132. The Fourth Derangement.-January to June, 1787.

Again the month of January had come round. Every January since the disastrous month in 1773 had been looked forward to by Cowper with fear and trembling, and it was always with a feeling of great relief when the memorable 24th had been passed. More than once this trying period had well-nigh been too much for him; more than once, but for the efforts of his friends, and especially of Mrs. Unwin, he would have fallen into his old state of despondency. But the death of Mr. Unwin had cast a gloom over both, and this gloom, added to the influence of the season, proved more than could be combated. Even early in the month he had been troubled with a nervous fever. His letter of the 18th-the last he wrote before the

attack-was a very ominous one. It was not a particularly melancholy letter, and apparently his fever was

not much worse, but the dreadful 24th was close at hand; not far distant either was the still more dreadful black day of February, the day of the Fatal Dream; and Lady Hesketh, to whom the letter was sent, must have felt uneasy when she found that her cousin had taken for his chief topic the subject of dreams. He says:

"I have a mind, my dear, as free from superstition as any man living, neither do I give heed to dreams in general as predictive, though particular dreams I believe to be so. . . . Some very sensible persons will acknowledge that in times of old God spoke by dreams, but affirm with much boldness that He has since ceased to do so. If you ask them why, they answer, because He has now revealed His will in the Scripture, and there is no longer any need that He should instruct or admonish us by dreams. I grant that with respect to doctrines and precepts He has left us in want of nothing, but has He thereby precluded Himself in any of the operations of His Providence? Surely not. It is perfectly a different consideration; and the same need that there ever was of His interference in this way there is still, and ever must be, while man continues blind and fallible, and a creature beset with dangers, which he can neither foresee nor obviate. His operations, however, of this kind are, I allow, very rare; and, as to the generality of dreams, they are made of such stuff, and are in themselves so insignificant, that, though I believe them all to be the manufacture of others, not our own, I account it not a farthing-matter who manufactures them."

Cowper must have been seized with his derangement within a few days of the writing of this letter, and

most likely on the 24th itself. Of the details of the next six months—which time the malady lasted-only a few are given us. "My indisposition," wrote Cowper, in the following October, "could not be of a worse kind. Had I been afflicted with a fever, or confined by a broken bone, neither of these cases would have made it impossible that we should meet.

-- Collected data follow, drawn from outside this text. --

//! Shared helpers for the integration suites

#![allow(dead_code)]

use std::sync::Arc;

use geo::{Coord, LineString};
use roadtrack::graph::{RoadEdge, SimpleRoadNetwork};
use roadtrack::models::observation::GpsObservation;
use roadtrack::paths::RoadPath;
use roadtrack::types::spaces::ObsVector;

/// A straight edge between two points.
pub fn make_edge(id: u64, from: (f64, f64), to: (f64, f64)) -> Arc<RoadEdge> {
    let line = LineString::new(vec![
        Coord {
            x: from.0,
            y: from.1,
        },
        Coord { x: to.0, y: to.1 },
    ]);
    Arc::new(RoadEdge::new(id, line, false))
}

/// A forward path over the given edges.
pub fn make_path(edges: &[Arc<RoadEdge>]) -> RoadPath {
    RoadPath::from_graph_edges(edges, false)
}

/// An axis-aligned grid network: `n × n` intersections at `spacing` meters,
/// every street present in both directions.
pub fn grid_network(n: usize, spacing: f64) -> SimpleRoadNetwork {
    let mut edges = Vec::new();
    let mut id = 0;
    let coord = |i: usize, j: usize| (i as f64 * spacing, j as f64 * spacing);

    for j in 0..n {
        for i in 0..n.saturating_sub(1) {
            edges.push(make_edge(id, coord(i, j), coord(i + 1, j)));
            id += 1;
            edges.push(make_edge(id, coord(i + 1, j), coord(i, j)));
            id += 1;
        }
    }
    for i in 0..n {
        for j in 0..n.saturating_sub(1) {
            edges.push(make_edge(id, coord(i, j), coord(i, j + 1)));
            id += 1;
            edges.push(make_edge(id, coord(i, j + 1), coord(i, j)));
            id += 1;
        }
    }

    SimpleRoadNetwork::new(edges)
}

/// A projected-only observation.
pub fn make_obs(t: f64, x: f64, y: f64) -> Arc<GpsObservation> {
    Arc::new(GpsObservation::projected_only(
        "test",
        t,
        ObsVector::from_array([x, y]),
        t as u64,
        None,
    ))
}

I am truly sorry that the impediment was insurmountable while it lasted, for such in fact it was. The sight of any face, except Mrs. Unwin's, was to me an insupportable grievance; and when it has happened that, by forcing himself into my hiding-place, some friend has found me out, he has had no great cause to exult in his success, as Mr. Bull can tell you.'

Once Cowper tried to hang himself, and was saved only by Mrs. Unwin accidentally entering the room and cutting him down; another time he was prevented from taking his life in an even more dreadful manner by the sudden entrance of Mr. Bull. Mrs. Newton made the offer to come to Mrs. Unwin's assistance, but Cowper's impatience at the presence of a third person rendered this impossible. For the same reason Newton himself deferred an intended visit to Olney. "From this dreadful condition of mind," says Cowper, "I emerged suddenly; so suddenly, that Mrs. Unwin, having no notice of such a change herself, could give none to anybody; and when it obtained, how long it might last, or how far it was to be depended on, was a matter of the greatest uncertainty."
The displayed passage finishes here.